START Entries supplied

//! Language codes accepted by the speech backend.

/// Codes the translate TTS endpoint can speak.
pub const SUPPORTED: &[&str] = &[
    "en", "en-UK", "en-AU", "ja", "de", "es", "ru", "ar", "bn", "cs", "da",
    "nl", "fi", "el", "hi", "hu", "id", "km", "la", "it", "no", "pl", "sk",
    "sv", "th", "tr", "uk", "vi", "af", "bg", "ca", "cy", "et", "fr", "gu",
    "is", "jv", "kn", "ko", "lv", "ml", "mr", "ms", "ne", "pt", "ro", "si",
    "sr", "su", "ta", "te", "tl", "ur", "zh", "sw", "sq", "my", "mk", "hy",
    "hr", "eo", "bs",
];

pub fn is_supported(code: &str) -> bool {
    SUPPORTED.contains(&code)
}

#[cfg(test)]
mod tests {
    use super::*;

    #[test]
    fn common_codes_are_supported() {
        assert!(is_supported("ja"));
        assert!(is_supported("en"));
        assert!(is_supported("ru"));
        assert!(is_supported("en-UK"));
    }

    #[test]
    fn unknown_codes_are_rejected() {
        assert!(!is_supported("xx"));
        assert!(!is_supported(""));
        assert!(!is_supported("EN"));
    }
}
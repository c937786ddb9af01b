//! Fatal errors surfaced at the top of each flow.
//!
//! Every variant ends up as a single `speaker: <message>` line on stderr
//! followed by exit code 1; the display strings are the user-facing text.

use std::path::PathBuf;

use thiserror::Error;

use crate::schedule::select::SelectError;
use crate::schedule::ScheduleError;
use crate::speech::playback::PlaybackError;
use crate::speech::synth::SynthesisError;
use crate::timespec::TimeFormatError;

#[derive(Debug, Error)]
pub enum SpeakerError {
    #[error("{0} is not supported language")]
    UnsupportedLanguage(String),

    #[error("can't be used --register option and --delete option at same time")]
    ConflictingFlags,

    #[error("MESSAGE is required (see --help)")]
    MissingMessage,

    #[error("can not get data from pipe: {0}")]
    Pipe(#[source] std::io::Error),

    #[error("you need root privileges.")]
    RootRequired,

    #[error("if you use --register option, please install cron command")]
    CronMissing,

    #[error(transparent)]
    TimeFormat(#[from] TimeFormatError),

    #[error("speaker is not found in $PATH and $CARGO_HOME")]
    ExecutableNotFound,

    #[error("can not register time signal: {0}")]
    Register(ScheduleError),

    #[error("can not get delete target from crontab: {0}")]
    ListEntries(ScheduleError),

    #[error("you did not register time signal")]
    NoEntries,

    #[error("can not get your input: {0}")]
    Input(#[from] SelectError),

    #[error("fail to update cron file: {0}")]
    UpdateCron(ScheduleError),

    #[error("can not create audio file: {0}")]
    Synthesis(#[from] SynthesisError),

    #[error("can not make audio file at {}", .0.display())]
    ConvertMp3(PathBuf),

    #[error("can not play audio file: {0}")]
    Playback(#[from] PlaybackError),
}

END Entries supplied

Exercise requirements:
Go line by line through the data above and report each one that holds the string "delete".

Solved exercise:
    #[error("can't be used --register option and --delete option at same time")]
    #[error("can not get delete target from crontab: {0}")]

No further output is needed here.